La carrière de ce réalisateur a commencé dans un environnement mouvementé : ses opinions politiques lui valent d’être blacklisté par le gouvernement Coréen perdant ainsi la possibilité d’être subventionné. Malgré tout, Bong Joon-Ho réussi à exporter son cinéma et à attirer dans les salles et festivals un public jeune, sensible à ses créations.

C’est dans un petit théâtre Lyonnais que nous rencontrons cet artiste, interviewé par le prestigieux Bertrand Tavernier dans le cadre du festival Lumière. L’ambiance est détendue, les deux hommes échangent comme des amis de longue date liés par l’amour du cinéma.

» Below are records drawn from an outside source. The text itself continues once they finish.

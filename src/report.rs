//! Console and JSON rendering of routing tables.

use chrono::{DateTime, Utc};
use crossterm::style::{style, Color, Stylize};
use serde::Serialize;
use std::fmt::{self, Write};

use crate::network::Network;
use crate::protocol::RoutingEntry;
use crate::router::Router;
use crate::{LinkLocalAddress, RouterId};

const PALETTE: [Color; 6] = [
    Color::Red,
    Color::Green,
    Color::Blue,
    Color::Yellow,
    Color::Cyan,
    Color::Magenta,
];

/// Display tag for a router, chosen by its position in the network.
pub fn router_color(position: usize) -> Color {
    PALETTE[position % PALETTE.len()]
}

#[derive(Debug, Clone, Copy)]
pub struct TableStyle {
    pub color: Option<Color>,
}

impl TableStyle {
    pub fn plain() -> Self {
        Self { color: None }
    }

    pub fn colored(color: Color) -> Self {
        Self { color: Some(color) }
    }

    fn line(&self, out: &mut impl Write, text: &str) -> fmt::Result {
        match self.color {
            Some(color) => writeln!(out, "{}", style(text).with(color)),
            None => writeln!(out, "{}", text),
        }
    }
}

pub fn write_routing_table(
    out: &mut impl Write,
    router: &Router,
    now: DateTime<Utc>,
    style: TableStyle,
) -> fmt::Result {
    let status = if router.is_active() { "" } else { " (offline)" };
    style.line(out, &format!("Routing Table for {}{}:", router.id(), status))?;
    style.line(out, &"-".repeat(65))?;
    style.line(
        out,
        &format!(
            "{:<20}{:<20}{:<10}{:<15}",
            "Destination Prefix", "Next Hop", "Metric", "Route Lifetime"
        ),
    )?;

    for entry in router.routing_table().iter() {
        let next_hop = entry
            .next_hop
            .map(|hop| hop.to_string())
            .unwrap_or_else(|| "-".to_string());
        style.line(
            out,
            &format!(
                "{:<20}{:<20}{:<10}{:<15}",
                entry.destination,
                next_hop,
                entry.metric.display_value(),
                lifetime(entry, now)
            ),
        )?;
    }
    writeln!(out)
}

pub fn render_routing_table(router: &Router, now: DateTime<Utc>, style: TableStyle) -> String {
    let mut output = String::new();
    // Writing into a String cannot fail.
    let _ = write_routing_table(&mut output, router, now, style);
    output
}

fn lifetime(entry: &RoutingEntry, now: DateTime<Utc>) -> String {
    if !entry.is_reachable() {
        return "∞".to_string();
    }
    format!("{:.2}", age_secs(entry, now))
}

fn age_secs(entry: &RoutingEntry, now: DateTime<Utc>) -> f64 {
    entry.age(now).num_milliseconds() as f64 / 1000.0
}

#[derive(Debug, Clone, Serialize)]
pub struct RouteReport {
    pub destination: RouterId,
    pub next_hop: Option<LinkLocalAddress>,
    /// `None` when the destination is unreachable
    pub metric: Option<u32>,
    pub age_secs: f64,
}

#[derive(Debug, Clone, Serialize)]
pub struct TableReport {
    pub router: RouterId,
    pub link_local_address: LinkLocalAddress,
    pub active: bool,
    pub converged: bool,
    pub routes: Vec<RouteReport>,
}

impl TableReport {
    pub fn from_router(router: &Router, now: DateTime<Utc>) -> Self {
        Self {
            router: router.id().to_string(),
            link_local_address: router.link_local_address(),
            active: router.is_active(),
            converged: router.has_converged(),
            routes: router
                .routing_table()
                .iter()
                .map(|entry| RouteReport {
                    destination: entry.destination.clone(),
                    next_hop: entry.next_hop,
                    metric: entry.metric.value(),
                    age_secs: age_secs(entry, now),
                })
                .collect(),
        }
    }
}

/// One record of the driver's JSON Lines output: every table at a named step.
#[derive(Debug, Clone, Serialize)]
pub struct PhaseReport {
    pub phase: String,
    pub tables: Vec<TableReport>,
}

impl PhaseReport {
    /// Compact encoding, always a single line.
    pub fn to_json_line(&self) -> serde_json::Result<String> {
        serde_json::to_string(self)
    }
}

pub fn network_report(network: &Network, now: DateTime<Utc>) -> Vec<TableReport> {
    network
        .routers()
        .iter()
        .map(|router| TableReport::from_router(router, now))
        .collect()
}
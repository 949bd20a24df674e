use chrono::{DateTime, Duration, Utc};
use std::collections::HashSet;
use tokio::sync::oneshot;

use super::expiry::ExpiredRoute;
use super::routing_table::RoutingTable;
use crate::router::Router;
use crate::{LinkLocalAddress, RouterId};

/// Inbox message of a router task. Each task handles its inbox strictly in
/// arrival order.
#[derive(Debug)]
pub enum RouterCommand {
    /// Table snapshot pushed by a neighbor
    Deliver {
        from: RouterId,
        table: RoutingTable,
        now: DateTime<Utc>,
    },
    /// Push our table to every neighbor; replies with the number of
    /// snapshots enqueued. Receivers record their own changes for
    /// `TakeChanges`.
    SendUpdate {
        now: DateTime<Utc>,
        reply: oneshot::Sender<usize>,
    },
    SetActive {
        active: bool,
        now: DateTime<Utc>,
        reply: oneshot::Sender<()>,
    },
    Expire {
        offline_addresses: HashSet<LinkLocalAddress>,
        timeout: Duration,
        now: DateTime<Utc>,
        reply: oneshot::Sender<Vec<ExpiredRoute>>,
    },
    /// Number of deliveries that changed the table since the last request
    TakeChanges { reply: oneshot::Sender<usize> },
    Snapshot { reply: oneshot::Sender<Router> },
    /// Stop the task; its router is returned through the join handle
    Shutdown,
}
use chrono::{DateTime, Utc};
use tracing::{debug, info, warn};

use crate::error::{Result, SimError};
use crate::protocol::{Neighbor, RoutingEntry, RoutingTable};
use crate::{LinkLocalAddress, RouterId};

/// A single distance-vector router.
///
/// The routing table is only ever mutated through the router's own methods.
/// Other routers contribute by handing a snapshot of *their* table to
/// [`Router::receive_update`].
#[derive(Debug, Clone)]
pub struct Router {
    id: RouterId,
    link_local_address: LinkLocalAddress,
    routing_table: RoutingTable,
    neighbors: Vec<Neighbor>,
    has_pending_changes: bool,
    is_active: bool,
}

impl Router {
    pub fn new(id: impl Into<RouterId>, link_local_address: LinkLocalAddress) -> Self {
        Self {
            id: id.into(),
            link_local_address,
            routing_table: RoutingTable::new(),
            neighbors: Vec::new(),
            // Nothing received yet, so nothing is known to be stable.
            has_pending_changes: true,
            is_active: true,
        }
    }

    pub fn id(&self) -> &str {
        &self.id
    }

    pub fn link_local_address(&self) -> LinkLocalAddress {
        self.link_local_address
    }

    pub fn routing_table(&self) -> &RoutingTable {
        &self.routing_table
    }

    pub fn neighbors(&self) -> &[Neighbor] {
        &self.neighbors
    }

    pub fn neighbor(&self, router_id: &str) -> Option<&Neighbor> {
        self.neighbors.iter().find(|n| n.router_id == router_id)
    }

    pub fn is_active(&self) -> bool {
        self.is_active
    }

    pub fn has_pending_changes(&self) -> bool {
        self.has_pending_changes
    }

    pub fn add_neighbor(
        &mut self,
        neighbor_id: impl Into<RouterId>,
        neighbor_address: LinkLocalAddress,
        cost: u32,
    ) -> Result<()> {
        self.add_neighbor_at(neighbor_id, neighbor_address, cost, Utc::now())
    }

    /// Registers a one-sided link and seeds the neighbor as a directly
    /// reachable destination. The other side must register its own link.
    pub fn add_neighbor_at(
        &mut self,
        neighbor_id: impl Into<RouterId>,
        neighbor_address: LinkLocalAddress,
        cost: u32,
        now: DateTime<Utc>,
    ) -> Result<()> {
        let neighbor_id = neighbor_id.into();
        if neighbor_id == self.id {
            return Err(SimError::InvalidConfiguration(format!(
                "router {} cannot be its own neighbor",
                self.id
            )));
        }

        let neighbor = Neighbor::new(neighbor_id.clone(), neighbor_address, cost);
        self.routing_table.upsert(RoutingEntry::route(
            neighbor_id.clone(),
            neighbor_address,
            neighbor.link_metric(),
            now,
        ));

        match self.neighbors.iter_mut().find(|n| n.router_id == neighbor_id) {
            Some(existing) => *existing = neighbor,
            None => self.neighbors.push(neighbor),
        }

        debug!(router = %self.id, neighbor = %neighbor_id, cost, "Neighbor registered");
        Ok(())
    }

    /// Snapshot of the table to push to neighbors, or `None` when the router
    /// is offline and must stay silent.
    pub fn advertise(&self) -> Option<RoutingTable> {
        if !self.is_active {
            return None;
        }
        Some(self.routing_table.clone())
    }

    pub fn receive_update(&mut self, sender_id: &str, sender_table: &RoutingTable) -> bool {
        self.receive_update_at(sender_id, sender_table, Utc::now())
    }

    /// Merges a neighbor's table into ours and returns whether anything
    /// changed. The result also replaces the pending-changes flag.
    pub fn receive_update_at(
        &mut self,
        sender_id: &str,
        sender_table: &RoutingTable,
        now: DateTime<Utc>,
    ) -> bool {
        let Some(sender) = self.neighbor(sender_id).cloned() else {
            warn!(router = %self.id, sender = %sender_id, "Ignoring update from unknown neighbor");
            self.has_pending_changes = false;
            return false;
        };

        let mut updated = false;

        for entry in sender_table.iter() {
            if entry.destination == self.id {
                continue;
            }

            let candidate = sender.link_metric().saturating_add(entry.metric);

            let improves = match self.routing_table.get(&entry.destination) {
                Some(existing) => candidate < existing.metric,
                None => true,
            };

            if improves {
                debug!(
                    router = %self.id,
                    destination = %entry.destination,
                    via = %sender.router_id,
                    metric = %candidate,
                    "Route updated"
                );
                self.routing_table.upsert(RoutingEntry::route(
                    entry.destination.clone(),
                    sender.link_local_address,
                    candidate,
                    now,
                ));
                updated = true;
            }
        }

        self.has_pending_changes = updated;
        updated
    }

    pub fn has_converged(&self) -> bool {
        !self.has_pending_changes
    }

    pub fn set_active(&mut self, active: bool) {
        self.set_active_at(active, Utc::now());
    }

    /// Taking a router offline invalidates its whole table at once.
    /// Neighbors are not told; they find out through the stale-route sweep.
    pub fn set_active_at(&mut self, active: bool, now: DateTime<Utc>) {
        self.is_active = active;

        if active {
            info!(router = %self.id, "Router is back online");
            return;
        }

        for entry in self.routing_table.iter_mut() {
            entry.invalidate(now);
        }
        info!(router = %self.id, "Router has gone offline");
    }

    pub(crate) fn routing_table_mut(&mut self) -> &mut RoutingTable {
        &mut self.routing_table
    }
}
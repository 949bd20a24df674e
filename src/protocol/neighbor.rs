use serde::{Deserialize, Serialize};

use crate::types::Metric;
use crate::{LinkLocalAddress, RouterId};

/// A direct link to an adjacent router. The neighbor is referenced by
/// identity only; the owning `Network` resolves it.
#[derive(Debug, Clone, PartialEq, Eq, Serialize, Deserialize)]
pub struct Neighbor {
    pub router_id: RouterId,
    pub link_local_address: LinkLocalAddress,
    pub cost: u32,
}

impl Neighbor {
    pub fn new(router_id: RouterId, link_local_address: LinkLocalAddress, cost: u32) -> Self {
        Self {
            router_id,
            link_local_address,
            cost,
        }
    }

    pub fn link_metric(&self) -> Metric {
        Metric::Finite(self.cost)
    }
}
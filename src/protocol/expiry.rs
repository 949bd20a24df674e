use chrono::{DateTime, Duration, Utc};
use serde::Serialize;
use std::collections::HashSet;
use tracing::info;

use crate::router::Router;
use crate::{LinkLocalAddress, RouterId};

/// Notification emitted for every route retired by a sweep.
#[derive(Debug, Clone, PartialEq, Eq, Serialize)]
pub struct ExpiredRoute {
    pub router: RouterId,
    pub destination: RouterId,
    pub via: LinkLocalAddress,
}

/// Sweeps every router's table against the routers listed as offline.
///
/// A route expires when its next hop is the address of an offline router,
/// its age is strictly greater than `timeout`, and it is still reachable.
/// Younger routes are left alone until a later sweep.
pub fn expire_stale_routes(
    routers: &mut [Router],
    offline_routers: &[RouterId],
    timeout: Duration,
    now: DateTime<Utc>,
) -> Vec<ExpiredRoute> {
    let offline_addresses: HashSet<LinkLocalAddress> = routers
        .iter()
        .filter(|router| offline_routers.iter().any(|id| id == router.id()))
        .map(|router| router.link_local_address())
        .collect();

    routers
        .iter_mut()
        .flat_map(|router| expire_routes_via(router, &offline_addresses, timeout, now))
        .collect()
}

/// Expires the stale routes of a single router whose next hop is one of
/// `offline_addresses`.
pub fn expire_routes_via(
    router: &mut Router,
    offline_addresses: &HashSet<LinkLocalAddress>,
    timeout: Duration,
    now: DateTime<Utc>,
) -> Vec<ExpiredRoute> {
    let router_id = router.id().to_string();
    let mut expired = Vec::new();

    for entry in router.routing_table_mut().iter_mut() {
        let Some(next_hop) = entry.next_hop else {
            continue;
        };

        if offline_addresses.contains(&next_hop)
            && entry.age(now) > timeout
            && entry.is_reachable()
        {
            entry.invalidate(now);
            info!(
                router = %router_id,
                destination = %entry.destination,
                via = %next_hop,
                "Route expired (via offline router)"
            );
            expired.push(ExpiredRoute {
                router: router_id.clone(),
                destination: entry.destination.clone(),
                via: next_hop,
            });
        }
    }

    expired
}

#[cfg(test)]
mod tests {
    use super::*;
    use crate::types::Metric;
    use std::net::Ipv6Addr;

    fn addr(last: u16) -> Ipv6Addr {
        Ipv6Addr::new(0xfe80, 0, 0, 0, 0, 0, 0, last)
    }

    fn line(start: DateTime<Utc>) -> Vec<Router> {
        // A -1- B -2- C, with A having learned C through B.
        let mut a = Router::new("A", addr(1));
        let mut b = Router::new("B", addr(2));
        let mut c = Router::new("C", addr(3));
        a.add_neighbor_at("B", addr(2), 1, start).unwrap();
        b.add_neighbor_at("A", addr(1), 1, start).unwrap();
        b.add_neighbor_at("C", addr(3), 2, start).unwrap();
        c.add_neighbor_at("B", addr(2), 2, start).unwrap();

        let snapshot = b.advertise().unwrap();
        a.receive_update_at("B", &snapshot, start);
        c.receive_update_at("B", &snapshot, start);
        vec![a, b, c]
    }

    #[test]
    fn test_routes_through_offline_router_expire_after_timeout() {
        let start = Utc::now();
        let mut routers = line(start);
        routers[1].set_active_at(false, start);

        let later = start + Duration::seconds(12);
        let expired = expire_stale_routes(&mut routers, &["B".to_string()], Duration::seconds(10), later);

        assert_eq!(expired.len(), 4);
        assert!(expired.iter().all(|e| e.via == addr(2)));
        for router in [&routers[0], &routers[2]] {
            for entry in router.routing_table().iter() {
                assert_eq!(entry.metric, Metric::Infinite);
                assert_eq!(entry.next_hop, None);
                assert_eq!(entry.last_refresh, later);
            }
        }
    }

    #[test]
    fn test_young_routes_survive_sweep() {
        let start = Utc::now();
        let mut routers = line(start);
        routers[1].set_active_at(false, start);

        let at_timeout = start + Duration::seconds(10);
        let expired = expire_stale_routes(&mut routers, &["B".to_string()], Duration::seconds(10), at_timeout);
        assert!(expired.is_empty());
        assert_eq!(routers[0].routing_table().get("C").unwrap().metric, Metric::Finite(3));
    }

    #[test]
    fn test_routes_via_online_routers_untouched() {
        let start = Utc::now();
        let mut routers = line(start);

        let later = start + Duration::seconds(60);
        let expired = expire_stale_routes(&mut routers, &[], Duration::seconds(10), later);
        assert!(expired.is_empty());
        assert_eq!(routers[2].routing_table().get("A").unwrap().metric, Metric::Finite(3));
    }

    #[test]
    fn test_sweep_does_not_repeat_for_expired_routes() {
        let start = Utc::now();
        let mut routers = line(start);
        routers[1].set_active_at(false, start);
        let offline = vec!["B".to_string()];

        let first = start + Duration::seconds(11);
        assert!(!expire_stale_routes(&mut routers, &offline, Duration::seconds(10), first).is_empty());

        let second = first + Duration::seconds(30);
        assert!(expire_stale_routes(&mut routers, &offline, Duration::seconds(10), second).is_empty());
    }
}
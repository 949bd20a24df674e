use serde::{Deserialize, Serialize};
use std::cmp::Ordering;
use std::fmt;

/// Metric value shown for unreachable destinations, as RIPng does.
pub const RIPNG_INFINITY: u32 = 16;

/// Cumulative path cost. `Infinite` marks an unreachable destination and
/// compares greater than every finite cost.
#[derive(Debug, Clone, Copy, PartialEq, Eq, Hash, Serialize, Deserialize)]
#[serde(rename_all = "lowercase")]
pub enum Metric {
    Finite(u32),
    Infinite,
}

impl Metric {
    pub fn is_infinite(&self) -> bool {
        matches!(self, Metric::Infinite)
    }

    pub fn value(&self) -> Option<u32> {
        match self {
            Metric::Finite(cost) => Some(*cost),
            Metric::Infinite => None,
        }
    }

    /// Distance-vector relaxation step. Infinity absorbs, overflow saturates
    /// to infinity instead of wrapping.
    pub fn saturating_add(self, other: Metric) -> Metric {
        match (self, other) {
            (Metric::Finite(a), Metric::Finite(b)) => {
                a.checked_add(b).map_or(Metric::Infinite, Metric::Finite)
            }
            _ => Metric::Infinite,
        }
    }

    /// Value used in table output: the cost, or 16 when unreachable.
    ///
    /// A finite cost of 16 or more prints the same way, so callers that
    /// need to tell the two apart check [`Metric::is_infinite`] (the text
    /// table does so in its lifetime column, which shows `∞` only for
    /// unreachable routes).
    pub fn display_value(&self) -> u32 {
        self.value().unwrap_or(RIPNG_INFINITY)
    }
}

impl From<u32> for Metric {
    fn from(cost: u32) -> Self {
        Metric::Finite(cost)
    }
}

impl Ord for Metric {
    fn cmp(&self, other: &Self) -> Ordering {
        match (self, other) {
            (Metric::Finite(a), Metric::Finite(b)) => a.cmp(b),
            (Metric::Finite(_), Metric::Infinite) => Ordering::Less,
            (Metric::Infinite, Metric::Finite(_)) => Ordering::Greater,
            (Metric::Infinite, Metric::Infinite) => Ordering::Equal,
        }
    }
}

impl PartialOrd for Metric {
    fn partial_cmp(&self, other: &Self) -> Option<Ordering> {
        Some(self.cmp(other))
    }
}

impl fmt::Display for Metric {
    fn fmt(&self, f: &mut fmt::Formatter<'_>) -> fmt::Result {
        match self {
            Metric::Finite(cost) => write!(f, "{}", cost),
            Metric::Infinite => write!(f, "inf"),
        }
    }
}

#[cfg(test)]
mod tests {
    use super::*;

    #[test]
    fn test_infinite_is_greater_than_any_cost() {
        assert!(Metric::Finite(u32::MAX) < Metric::Infinite);
        assert!(Metric::Finite(3) < Metric::Finite(4));
        assert_eq!(Metric::Infinite.cmp(&Metric::Infinite), Ordering::Equal);
    }

    #[test]
    fn test_saturating_add() {
        assert_eq!(Metric::Finite(1).saturating_add(Metric::Finite(2)), Metric::Finite(3));
        assert_eq!(Metric::Finite(1).saturating_add(Metric::Infinite), Metric::Infinite);
        assert_eq!(Metric::Infinite.saturating_add(Metric::Finite(0)), Metric::Infinite);
        assert_eq!(
            Metric::Finite(u32::MAX).saturating_add(Metric::Finite(1)),
            Metric::Infinite
        );
    }

    #[test]
    fn test_display_value_uses_ripng_infinity() {
        assert_eq!(Metric::Finite(7).display_value(), 7);
        assert_eq!(Metric::Infinite.display_value(), RIPNG_INFINITY);
    }
}
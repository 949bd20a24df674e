use anyhow::{bail, Result};
use chrono::{DateTime, Duration, Utc};
use clap::Parser;
use crossterm::style::{style, Color, Stylize};
use std::path::PathBuf;
use tokio::runtime::Builder;
use tracing::Level;

use ripng_sim::config::SimulationConfig;
use ripng_sim::protocol::{ExpiredRoute, NetworkRuntime};
use ripng_sim::report::{self, TableStyle};
use ripng_sim::{Network, Router, RouterId, SimError};

#[derive(Parser)]
#[command(name = "ripng-sim", about = "RIPng distance-vector convergence demo")]
struct Cli {
    /// JSON topology file; the four-node demo topology is used when omitted
    #[arg(long)]
    config: Option<PathBuf>,

    /// Override the route staleness timeout (seconds)
    #[arg(long)]
    timeout_secs: Option<u64>,

    /// Router taken offline halfway through the run
    #[arg(long, default_value = "B")]
    offline: String,

    /// Pause between printed tables, in milliseconds
    #[arg(long, default_value_t = 0)]
    pace_ms: u64,

    /// Really wait for routes to age instead of advancing a virtual clock
    #[arg(long)]
    real_time: bool,

    /// Print tables as JSON Lines, one record per phase
    #[arg(long)]
    json: bool,

    #[arg(long)]
    no_color: bool,

    /// Run every router in its own task
    #[arg(long)]
    concurrent: bool,

    /// Print the effective configuration and exit
    #[arg(long)]
    dump_config: bool,

    #[arg(short, long, action = clap::ArgAction::Count)]
    verbose: u8,
}

/// Simulated wall clock. Without `--real-time` waiting only moves the
/// offset forward.
struct SimClock {
    offset: Duration,
    real_time: bool,
}

impl SimClock {
    fn now(&self) -> Result<DateTime<Utc>> {
        Utc::now()
            .checked_add_signed(self.offset)
            .ok_or_else(|| clock_overflow(self.offset))
    }

    async fn wait(&mut self, duration: Duration) -> Result<()> {
        if self.real_time {
            if let Ok(duration) = duration.to_std() {
                tokio::time::sleep(duration).await;
            }
        } else {
            self.offset = self
                .offset
                .checked_add(&duration)
                .ok_or_else(|| clock_overflow(duration))?;
        }
        Ok(())
    }
}

fn clock_overflow(by: Duration) -> anyhow::Error {
    SimError::InvalidConfiguration(format!(
        "simulated clock cannot advance by {}s",
        by.num_seconds()
    ))
    .into()
}

enum Engine {
    Sync(Network),
    Concurrent(NetworkRuntime),
}

impl Engine {
    async fn run_round(&mut self, now: DateTime<Utc>) -> Result<bool> {
        Ok(match self {
            Engine::Sync(network) => network.run_round_at(now)?,
            Engine::Concurrent(runtime) => runtime.run_round(now).await?,
        })
    }

    async fn run_until_converged(&mut self, max_rounds: usize, now: DateTime<Utc>) -> Result<usize> {
        Ok(match self {
            Engine::Sync(network) => network.run_until_converged_at(max_rounds, now)?,
            Engine::Concurrent(runtime) => runtime.run_until_converged(max_rounds, now).await?,
        })
    }

    async fn set_active(&mut self, id: &str, active: bool, now: DateTime<Utc>) -> Result<()> {
        match self {
            Engine::Sync(network) => network.set_active_at(id, active, now)?,
            Engine::Concurrent(runtime) => runtime.set_active(id, active, now).await?,
        }
        Ok(())
    }

    async fn expire_stale_routes(&mut self, now: DateTime<Utc>) -> Result<Vec<ExpiredRoute>> {
        Ok(match self {
            Engine::Sync(network) => network.expire_stale_routes_at(now),
            Engine::Concurrent(runtime) => runtime.expire_stale_routes(now).await?,
        })
    }

    async fn routers(&self) -> Result<Vec<Router>> {
        Ok(match self {
            Engine::Sync(network) => network.routers().to_vec(),
            Engine::Concurrent(runtime) => runtime.snapshot_all().await?,
        })
    }

    async fn shutdown(self) -> Result<()> {
        if let Engine::Concurrent(runtime) = self {
            runtime.shutdown().await?;
        }
        Ok(())
    }
}

struct Presenter {
    json: bool,
    color: bool,
    pace: std::time::Duration,
}

impl Presenter {
    fn info(&self, message: &str) {
        if self.json {
            return;
        }
        if self.color {
            println!("{} {}", style("[INFO]").with(Color::Magenta), message);
        } else {
            println!("[INFO] {}", message);
        }
    }

    async fn tables(
        &self,
        phase: &str,
        routers: &[Router],
        skip: &[RouterId],
        now: DateTime<Utc>,
    ) -> Result<()> {
        if self.json {
            let record = report::PhaseReport {
                phase: phase.to_string(),
                tables: routers
                    .iter()
                    .filter(|r| !skip.iter().any(|id| id == r.id()))
                    .map(|r| report::TableReport::from_router(r, now))
                    .collect(),
            };
            println!("{}", record.to_json_line()?);
            return Ok(());
        }

        for (position, router) in routers.iter().enumerate() {
            if skip.iter().any(|id| id == router.id()) {
                continue;
            }
            let table_style = if self.color {
                TableStyle::colored(report::router_color(position))
            } else {
                TableStyle::plain()
            };
            print!("{}", report::render_routing_table(router, now, table_style));
            if !self.pace.is_zero() {
                tokio::time::sleep(self.pace).await;
            }
        }
        Ok(())
    }
}

fn main() -> Result<()> {
    let cli = Cli::parse();

    let level = match cli.verbose {
        0 => Level::WARN,
        1 => Level::INFO,
        _ => Level::DEBUG,
    };
    tracing_subscriber::fmt()
        .with_max_level(level)
        .with_target(false)
        .init();

    let mut config = match &cli.config {
        Some(path) => SimulationConfig::load(path)?,
        None => SimulationConfig::default(),
    };
    if let Some(timeout) = cli.timeout_secs {
        config.route_timeout_secs = timeout;
    }
    config.validate()?;

    if cli.dump_config {
        println!("{}", serde_json::to_string_pretty(&config)?);
        return Ok(());
    }

    if config.get_router(&cli.offline).is_none() {
        bail!("router {} is not part of the topology", cli.offline);
    }

    let rt = Builder::new_multi_thread().enable_all().build()?;
    rt.block_on(run(cli, config))
}

async fn run(cli: Cli, config: SimulationConfig) -> Result<()> {
    let mut clock = SimClock {
        offset: Duration::zero(),
        real_time: cli.real_time,
    };
    let presenter = Presenter {
        json: cli.json,
        color: !cli.no_color,
        pace: std::time::Duration::from_millis(cli.pace_ms),
    };

    let network = Network::from_config_at(&config, clock.now()?)?;
    let mut engine = if cli.concurrent {
        Engine::Concurrent(NetworkRuntime::spawn(network))
    } else {
        Engine::Sync(network)
    };

    presenter
        .tables("initial", &engine.routers().await?, &[], clock.now()?)
        .await?;

    engine.run_round(clock.now()?).await?;
    presenter.info("Routing tables after update:");
    presenter
        .tables("after_update", &engine.routers().await?, &[], clock.now()?)
        .await?;

    let rounds = engine.run_until_converged(config.max_rounds, clock.now()?).await?;
    presenter.info(&format!("The network is converged! (stable after {} more rounds)", rounds));

    let offline = vec![cli.offline.clone()];
    engine.set_active(&cli.offline, false, clock.now()?).await?;
    presenter.info(&format!("Router {} has gone offline!", cli.offline));
    engine.run_round(clock.now()?).await?;

    presenter.info(&format!(
        "Waiting for routes through Router {} to become stale...",
        cli.offline
    ));
    let stale_after = config
        .route_timeout()
        .checked_add(&Duration::seconds(2))
        .ok_or_else(|| clock_overflow(config.route_timeout()))?;
    clock.wait(stale_after).await?;

    let expired = engine.expire_stale_routes(clock.now()?).await?;
    for route in &expired {
        presenter.info(&format!(
            "Route to {} expired in Router {} (via offline router)",
            route.destination, route.router
        ));
    }

    presenter.info("Routing tables after stale routes expired:");
    presenter
        .tables("after_expiry", &engine.routers().await?, &offline, clock.now()?)
        .await?;

    let rounds = engine.run_until_converged(config.max_rounds, clock.now()?).await?;
    presenter.info(&format!(
        "The network has reconverged after changes. ({} rounds)",
        rounds
    ));
    presenter
        .tables("reconverged", &engine.routers().await?, &offline, clock.now()?)
        .await?;

    engine.shutdown().await
}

Les premiers échanges portent sur son film « Memories of Murder » qui relate de la véritable histoire de plusieurs meurtres des années 80 dont le tueur a justement̀ été arrêté il y a environ un mois. Pour ce film, Bong explique que sa réalisation vient d’une pression qu’il ressentait face à cette histoire ; comme s’il était de son devoir de mettre en image ce récit palpitant. L’arrestation du criminel a éveillé des sentiments très complexes en lui car il a abordé son film en tant qu’affaire non résolue entourée de mystère. Il rêvait de rencontrer ce fameux tueur pour compléter son œuvre, il avait à l’époque fait de nombreuses recherches chez les connaissances, les policiers, les familles de victimes pour inventer ce personnage qui devait être créé de toute pièce et qui aujourd’hui est sorti de l’inconnu. En aucune façon il ne changera la fin de « Memories of Murder », il l’a construit comme une archive, un compte rendu de l’époque et il restera ainsi. Se décrivant comme très lunatique dans sa façon de travailler, il explique ne pas concevoir un film entier dans une ambiance homogène, c’est justement ce qui fait l’audace de ce « Memories of Murder ». Entre comédie noire et thriller horrifique, Bong explique que c’est un bon reflet de la réalité de cette affaire, notamment l’impuissance des autorités de l’époque dans cette affaire.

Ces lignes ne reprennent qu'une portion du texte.